Are We Really Getting Another ‘Pirates of the Caribbean’ Sequel?

So the latest Pirates of the Caribbean movie, Dead Men Tell No Tales, was greeted not with great applause, but a half-forgotten whimper.  Sure, it topped the weekend box office take with a respectable $62 million and change, but it is the lowest opening for any movie in the franchise.  In fact, the fifth ‘Pirates’ movie took in roughly half of what the third one did a decade ago.

Despite the franchise raking in over $4 billion dollars collectively, the latest entry fell below industry expectations: leading a Memorial Day weekend box office that is the lowest we’ve had since 1999.  It follows the series trend of diminishing returns and can’t even count on good reviews anymore.  The world’s sick of Jack Sparrow, pure and simple.

Although the movie was heavily marketed as the final installment — one last hurrah for Jack and the Turners before they hang up their tricornes and flintlocks — the opposite appears to be increasingly true.  The series isn’t winding down, but amping up: with a post-credit scene revealing that Davy Jones is back and out to wreak a terrible vengeance upon the man who usurped his captainship of the Flying Dutchman.

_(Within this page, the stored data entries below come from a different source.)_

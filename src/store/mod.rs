use std::path::Path;

use spdlog::info;

use crate::error::Result;
use crate::model::{Certification, ContactMessage, Post, Profile, Project};

pub mod collection;

pub use collection::Collection;

pub const BLOGS_FILE: &str = "blogs.json";
pub const CERTIFICATIONS_FILE: &str = "certifications.json";
pub const PROFILES_FILE: &str = "profiles.json";
pub const PROJECTS_FILE: &str = "projects.json";
pub const MESSAGES_FILE: &str = "messages.json";

/// All data files of a site.
pub struct Store {
    pub blogs: Collection<Post>,
    pub certifications: Collection<Certification>,
    pub profiles: Collection<Profile>,
    pub projects: Collection<Project>,
    pub messages: Collection<ContactMessage>,
}

impl Store {
    pub fn open(data_dir: &Path) -> Result<Store> {
        info!("Opening data files in {}", data_dir.display());
        Ok(Store {
            blogs: Collection::open(data_dir.join(BLOGS_FILE))?,
            certifications: Collection::open(data_dir.join(CERTIFICATIONS_FILE))?,
            profiles: Collection::open(data_dir.join(PROFILES_FILE))?,
            projects: Collection::open(data_dir.join(PROJECTS_FILE))?,
            messages: Collection::open(data_dir.join(MESSAGES_FILE))?,
        })
    }

    pub fn primary_profile(&self) -> Option<&Profile> {
        self.profiles.first()
    }

    /// Adds one like. Nothing stops the same visitor from liking twice from another browser.
    pub fn like_post(&mut self, id: u64) -> Result<Post> {
        self.blogs.modify(id, |post| post.likes += 1)
    }

    /// Saves the primary profile, creating it when there is none yet.
    pub fn save_primary_profile(&mut self, profile: Profile) -> Result<Profile> {
        match self.profiles.first().map(|p| p.id) {
            Some(id) => {
                // Fields the profile form does not edit survive the update
                let cv_path = self.profiles.get(id)?.cv_path.clone();
                let profile = Profile { cv_path, ..profile };
                self.profiles.update(id, profile)
            }
            None => self.profiles.insert(profile),
        }
    }
}

#[cfg(test)]
mod tests {
    use crate::model::post::test_posts::post;

    use super::*;

    fn profile(name: &str) -> Profile {
        Profile {
            name: name.to_string(),
            title: "Engineer".to_string(),
            email: "jane@example.com".to_string(),
            ..Default::default()
        }
    }

    #[test]
    fn test_like_post() {
        let dir = tempfile::tempdir().unwrap();
        let mut store = Store::open(dir.path()).unwrap();
        store.blogs.insert(post(0, "Liked", &[])).unwrap();
        store.like_post(1).unwrap();
        let liked = store.like_post(1).unwrap();
        assert_eq!(liked.likes, 2);
        assert!(store.like_post(2).is_err());
    }

    #[test]
    fn test_save_primary_profile() {
        let dir = tempfile::tempdir().unwrap();
        let mut store = Store::open(dir.path()).unwrap();
        assert!(store.primary_profile().is_none());

        let created = store.save_primary_profile(profile("Jane")).unwrap();
        assert_eq!(created.id, 1);
        store.profiles.modify(1, |p| p.cv_path = Some("cv/abc.pdf".to_string())).unwrap();

        let updated = store.save_primary_profile(profile("Jane Doe")).unwrap();
        assert_eq!(updated.id, 1);
        assert_eq!(updated.cv_path.as_deref(), Some("cv/abc.pdf"));
        assert_eq!(store.profiles.all().len(), 1);
        assert_eq!(store.primary_profile().unwrap().name, "Jane Doe");
    }
}
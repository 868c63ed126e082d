use ramhorns::Template;

use crate::assets::{asset_url_or, PLACEHOLDER_WIDE};
use crate::error::Result;
use crate::model::Post;
use crate::post_filter::FilterState;
use crate::text_utils::format_long_date;
use crate::view::{parse_template, ViewTag};

pub const NO_POSTS_MESSAGE: &str = "No posts found matching your criteria.";

#[derive(ramhorns::Content)]
struct ListPage<'a> {
    query: &'a str,
    all_link: String,
    all_selected: bool,
    tags: Vec<TagFilter<'a>>,
    post_list: Vec<PostItem<'a>>,
    no_posts_message: &'static str,
}

#[derive(ramhorns::Content)]
struct TagFilter<'a> {
    tag: &'a str,
    link: String,
    selected: bool,
}

#[derive(ramhorns::Content)]
struct PostItem<'a> {
    link: String,
    title: &'a str,
    excerpt: &'a str,
    date: String,
    read_time: &'a str,
    thumbnail_url: String,
    tags: Vec<ViewTag<'a>>,
}

pub struct ListRenderer<'a> {
    pub template: Template<'a>,
}

impl ListRenderer<'_> {
    pub fn new(list_tpl_src: &str) -> Result<ListRenderer> {
        Ok(ListRenderer {
            template: parse_template("blog list", list_tpl_src)?,
        })
    }

    /// `posts` is the filtered list, `tags` the tag universe of all posts.
    pub fn render(&self, posts: &[&Post], tags: &[String], state: &FilterState, assets_base_url: &str) -> String {
        let post_list = posts.iter()
            .map(|post| PostItem {
                link: format!("/blog/{}", post.id),
                title: post.title.as_str(),
                excerpt: post.excerpt.as_str(),
                date: format_long_date(&post.date),
                read_time: post.read_time.as_str(),
                thumbnail_url: asset_url_or(assets_base_url, post.thumbnail_path.as_deref(), PLACEHOLDER_WIDE),
                tags: ViewTag::list(&post.tags),
            })
            .collect();

        let tags = tags.iter()
            .map(|tag| TagFilter {
                tag: tag.as_str(),
                link: filter_link(&state.query, Some(tag)),
                selected: state.selected_tag.as_deref() == Some(tag.as_str()),
            })
            .collect();

        self.template.render(&ListPage {
            query: state.query.as_str(),
            all_link: filter_link(&state.query, None),
            all_selected: state.selected_tag.is_none(),
            tags,
            post_list,
            no_posts_message: NO_POSTS_MESSAGE,
        })
    }
}

/// Blog list URL keeping the current search text.
pub fn filter_link(query: &str, tag: Option<&str>) -> String {
    let mut params = vec![];
    if !query.is_empty() {
        params.push(("q", query));
    }
    if let Some(tag) = tag {
        params.push(("tag", tag));
    }
    match serde_urlencoded::to_string(&params) {
        Ok(qs) if !qs.is_empty() => format!("/blog?{}", qs),
        _ => "/blog".to_string(),
    }
}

Adding to its perplexingly off-message post-credit sting is Disney’s and ‘Pirates 5′ director Joachim Rønning’s new insistence that it’s actually the next movie that will end the franchise.  We already have been given detailed — and often contradictory — backstories for everything from Jack’s ornithological moniker to his hat, and they already killed off the next movie’s villain two films back, but as long as there’s money to be made, Disney seems hellbent on shoving these things down our throats whether we want them or not.

Normally this is where I would ask “does anybody even want this,” but the numbers speak for themselves.  Nobody does.  Dead Men Tell No Tales barely held out against a staggeringly weak box office and doesn’t stand a chance against Wonder Woman this weekend.  It might still be making money overseas, but the US market has dried up to its formulaic advances.

While The Curse of the Black Pearl still holds up as one of the great swashbuckling action movies of all time, it has squandered whatever good will it gained in 2003 on increasingly tiresome sequels.  Jack Sparrow went from being the next Han Solo to the next Jar Jar Binks, Barbosa was killed off (twice!) and the franchise has officially run out of good ideas.

As long as I write about movies, I am going to have to review these as they come out.  Please, Disney, don’t make me sit through any more of these things than I already have.